• I, Editor by Henry Gee

    This is the Nature Network and therefore Terribly Extremely Very Serious foothold for Nature Senior Editor Henry Gee. If you want fun and games, visit http://cromercrox.blogspot.com/

    • No Friends? Sad Old Git? Join SorcerorsApprentice.Com

      Monday, 13 Oct 2008 - 16:28 UTC

      A few days ago a friend sent me an invitation to join a social network site called MyYearbook. Intrigued, and being of a curious disposition (stop right there, Grant) I started to fiddle around with this, and before I was even quite aware of having done so, had sent invitations to everyone in my home email contacts book. For the past couple of days I’ve been sending apologetic notes. (If you got one of these invitations … I apologise).

      As if by coincidence, whenever I log on to Facebook these days, it doesn’t take long for the program to take over my computer and open new browser windows faster than I can shut them down, just as if I were Mickey Mouse trying to get rid of all those proliferating broomsticks in the Disney rendition of The Sorceror’s Apprentice .

      All of which brouhaha cast me back to the days when I inadvertently gave myself a MySpace page – and found I couldn’t delete the account. Apparently, there was a way – just send the folks at MySpace an email. Problem was, they never acted on it.

      What do I think of all this? I think social network sites are, on the whole, a good thing. I think that most people think they’re a good thing. I find them useful for keeping in touch with people, whether in general or in special interest groups, and I think that most people who use MyFaceBeboBook.com would say the same.

      In which case, could these sites be trying too hard – so hard that they are starting to put people off?

      Is this, perhaps, a symptom of the global economic downturn, in which such sites are scrabbling harder for screen hits to please a shrinking corpse corpus of advertisers?

      I wonder.

      In the meantime I’m steering clear of MyYearbook and possibly Facebook, too – unless the wizard has returned to see to all those proliferating broomsticks.

      Last updated: Monday, 13 Oct 2008 - 16:28 UTC

      • Comments

        • Date:
          Monday, 13 Oct 2008 - 18:25 UTC
          steffi suhr said:

          in which such sites are scrabbling harder for screen hits to please a shrinking corpus of advertisers?

          ..all I can say: ads on the German facebook site.. scary. (I’ll just say: underarm laser hair removal.. yes, I know. We’ve moved on over here, too)

        • Date:
          Monday, 13 Oct 2008 - 18:31 UTC
          steffi suhr said:

          Oh, and Henry: my current problem with facebook social networking sites is that my contacts are such an incredibly thrown-together collection of people – all and each of which can see my updates, posted links, etc… that I’m sometimes wary of what I put there (ok, I admit: I’m worried about what some family members see on there). Surely that defeats the purpose? (am I the only one who worries about this?)

        • Date:
          Monday, 13 Oct 2008 - 19:14 UTC
          Henry Gee said:

          underarm laser hair removal?
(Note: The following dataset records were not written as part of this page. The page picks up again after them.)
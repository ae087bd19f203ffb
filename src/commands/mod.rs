//! Command implementations and the wiring they share

pub mod account;
pub mod credentials;
pub mod market;
pub mod trade;

use anyhow::{Context, Result};
use std::path::Path;
use tracing::{info, warn};

use crypto_trading_bot::coindcx::{ClientConfig, CoinDCXClient, Credentials};
use crypto_trading_bot::config::{AppConfig, IndicatorProvider};
use crypto_trading_bot::credentials::{open_store, CredentialStore};
use crypto_trading_bot::indicator::{CandleIndicatorSource, IndicatorSource, TradingViewClient};
use crypto_trading_bot::notify::{LogNotifier, Notifier, SmtpNotifier};
use crypto_trading_bot::report::OrderHistory;

/// Load `path`, or fall back to defaults plus environment when it is absent
pub fn load_config(path: &str) -> Result<AppConfig> {
    if Path::new(path).exists() {
        AppConfig::from_file(path).with_context(|| format!("Failed to load config from {}", path))
    } else {
        let mut config = AppConfig::default();
        config.apply_env();
        Ok(config)
    }
}

/// Single-threaded runtime for one command
pub fn runtime() -> Result<tokio::runtime::Runtime> {
    tokio::runtime::Builder::new_current_thread()
        .enable_all()
        .build()
        .context("Failed to build tokio runtime")
}

/// Resolve API credentials for `account`
///
/// Keys from the environment or the `exchange` section win when no account
/// is named; otherwise the credential store is asked for the account, or
/// for `owner.username`.
pub fn resolve_credentials(config: &AppConfig, account: Option<&str>) -> Result<Credentials> {
    if account.is_none() {
        if let (Some(key), Some(secret)) = (&config.exchange.api_key, &config.exchange.api_secret)
        {
            return Ok(Credentials::new(key, secret));
        }
    }

    let identity = account.unwrap_or(&config.owner.username);
    if identity.trim().is_empty() {
        anyhow::bail!(
            "No API keys configured: set COINDCX_API_KEY/COINDCX_API_SECRET, owner.username or --account"
        );
    }

    let store = open_store(&config.credentials).context("Failed to open credential store")?;
    let record = store
        .get(identity)
        .with_context(|| format!("No stored credentials for {}", identity))?;
    info!("Using stored credentials of {}", identity);
    Ok(record.credentials())
}

/// Authenticated client that records every order to the history file
pub fn exchange_client(config: &AppConfig, account: Option<&str>) -> Result<CoinDCXClient> {
    let credentials = resolve_credentials(config, account)?;
    let client = CoinDCXClient::with_config(Some(credentials), ClientConfig::from(&config.exchange))?
        .with_order_history(OrderHistory::new(&config.paths.order_history_file));
    Ok(client)
}

/// Client for public endpoints only
pub fn public_client(config: &AppConfig) -> Result<CoinDCXClient> {
    Ok(CoinDCXClient::public(ClientConfig::from(&config.exchange))?)
}

/// Indicator source selected by `indicators.provider`
pub fn indicator_source(config: &AppConfig) -> Result<Box<dyn IndicatorSource>> {
    let source: Box<dyn IndicatorSource> = match config.indicators.provider {
        IndicatorProvider::TradingView => Box::new(TradingViewClient::new(&config.indicators)?),
        IndicatorProvider::Candles => Box::new(CandleIndicatorSource::new(
            public_client(config)?,
            config.indicators.candle_limit,
        )),
    };
    Ok(source)
}

/// SMTP notifier to the owner when mail is configured, log-only otherwise
pub fn notifier(config: &AppConfig) -> Box<dyn Notifier> {
    match &config.email {
        Some(email) if !config.owner.email.is_empty() => {
            match SmtpNotifier::new(email, &config.owner.email) {
                Ok(smtp) => return Box::new(smtp),
                Err(e) => warn!("Email disabled: {}", e),
            }
        }
        Some(_) => warn!("Email disabled: owner.email is not set"),
        None => {}
    }
    Box::new(LogNotifier)
}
That’s nothing. In the UK they have adverts for his’n’hers matching left-handed belly-button warmers.

        • Date:
          Monday, 13 Oct 2008 - 22:48 UTC
          Åsa Karlström said:

          I absolutely detest that part of the “applications” – when the site just all of a sudden sends an invite from you to your address book.

          I ended up pulling the plug on my old computer when I realised that it was trying to do something like that at facebook my first time there…. it actually stopped it, although my computer wasn’t too impressed with me I guess.

          somehow I wonder if this doesn’t make the sites less appealing to people? But maybe they have already won and wheather or not you want to leave post email is not of their concern? (if you can leave that is, facebook doesn’t have an unregister feature)

        • Date:
          Tuesday, 14 Oct 2008 - 11:21 UTC
          Maxine Clarke said:

          I got one of your invitations, Henry, but ignored it. Having read this post, I am glad I did.

          I got caught out this way a year or so ago, when I received an invitation from a friend to join a site called Quechup. I went to have a look and it hijacked my address book and sent invites to all. What is worse is that my home email is gmail, which captures everyone who ever wrote to you or who you wrote to, Amazon orders and the lot, so it was a major embarrassment. After some pain I emailed to “all” to apologise, but I was not sure if the email was more of a nuisance than the false invitation. I’ve been very wary of these sites since. Although I am on Facebook I don’t reply to persistent invitations to join groups or make friends with people I (don’t think I have) ever met or encountered.

          Glad Nature Network is so “peaceful” by comparison, in that it doesn’t try to take you over.

        • Date:
          Tuesday, 14 Oct 2008 - 11:22 UTC
          Maxine Clarke said:

          persistent invitations – I meant -frequently received_ invitations. Some are persistent, but others I only get once. There are a heck of a lot of them, though.